Last year around this time I was handing in my Masters dissertation in European Politics. I'm still not sure how one settles on a dissertation project, but I wound up writing about EU anti-discrimination law with particular reference to LGBT discrimination. It was very interesting - the topic, possibly even the dissertation.
After spending a whole year immersed in the minutiae of this topic, however, I abandoned my involvement as soon as I could! But I still get email updates from various organisations on it, and see that the Lithuanian parliament has passed a law very like the UK's now, thankfully, repealed Section 28.
Do you remember Section 28? It was the Tories' homophobic injunction that a local authority "shall not intentionally promote homosexuality or publish material with the intention of promoting homosexuality" or "promote the teaching in any maintained school of the acceptability of homosexuality as a pretended family relationship". It was enacted in 1988. The Labour government got around to repealing it in 2000 in Scotland and 2003 in the rest of the UK.
Section 28 was an attempt to prevent school libraries stocking books such as Jenny Lives with Eric and Martin which, shock-horror, portrayed homosexuals as normal people leading normal family lives. It didn't occur to the Tories then that books like this only reflected what has gone on, when not suppressed, for the whole of human history: there have been and always will be gay parents.
Hasn't a lot changed in 20 years? I remember, as an undergraduate student, demonstrating outside town halls with administrations that were going down the Section 28 route - Haringey, Rugby - while all around the country, other local authorities were pioneering positive images of gay people.
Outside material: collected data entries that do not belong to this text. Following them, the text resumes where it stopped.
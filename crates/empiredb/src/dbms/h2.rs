use super::{DbmsFeature, DbmsHandler, Pagination, integer_type};
use crate::error::DbResult;
use crate::phrase::{self, Phrase};
use crate::table::TableColumn;
use crate::types::DataType;

/// H2 database dialect.
#[derive(Debug, Clone, Copy, Default)]
pub struct H2Dbms;

impl DbmsHandler for H2Dbms {
    fn name(&self) -> &'static str {
        "h2"
    }

    fn phrase(&self, p: Phrase) -> Option<&'static str> {
        let t = match p {
            Phrase::SQL_PSEUDO_TABLE => "DUAL",
            Phrase::SQL_FUNC_STRINDEX => "locate({0}, ?)",
            Phrase::SQL_FUNC_STRINDEXFROM => "locate({0}, ?, {1:INTEGER})",
            Phrase::SQL_FUNC_FORMAT => "formatdatetime(?, {0})",
            Phrase::SQL_FUNC_STRAGG => "listagg(?, {0})",
            _ => return phrase::generic_phrase(p),
        };
        Some(t)
    }

    fn is_supported(&self, feature: DbmsFeature) -> bool {
        matches!(
            feature,
            DbmsFeature::CreateSchema
                | DbmsFeature::Sequences
                | DbmsFeature::QueryLimitRows
                | DbmsFeature::QuerySkipRows
                | DbmsFeature::Batch
                | DbmsFeature::GeneratedKeys
                | DbmsFeature::DdlColumnDefault
        )
    }

    fn pagination(&self) -> Pagination {
        Pagination::OffsetFetch
    }

    fn ddl_type(&self, column: &TableColumn) -> DbResult<String> {
        let t = match column.data_type {
            DataType::AutoInc if column.sequence.is_none() => {
                format!("{} AUTO_INCREMENT", integer_type(column.size))
            }
            DataType::UniqueId => "UUID".to_string(),
            _ => return super::generic_ddl_type(self.name(), column),
        };
        Ok(t)
    }

    fn next_sequence_value_sql(&self, sequence: &str) -> DbResult<String> {
        Ok(format!("SELECT NEXT VALUE FOR {sequence}"))
    }
}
Not enough has changed though. Homophobia is still rampant today, even in the UK. School children now use 'gay' in a pejorative sense to mean 'not much cop/wimpy'.
In Lithuania, the "Law on the Protection of Minors against the Detrimental Effect of Public Information" (!) "classifies public information about homosexuality and bisexuality with other prohibited material that portrays physical or psychological violence and the display of dead bodies", according to Amnesty International.
We still have a very long way to go before human sexuality is free.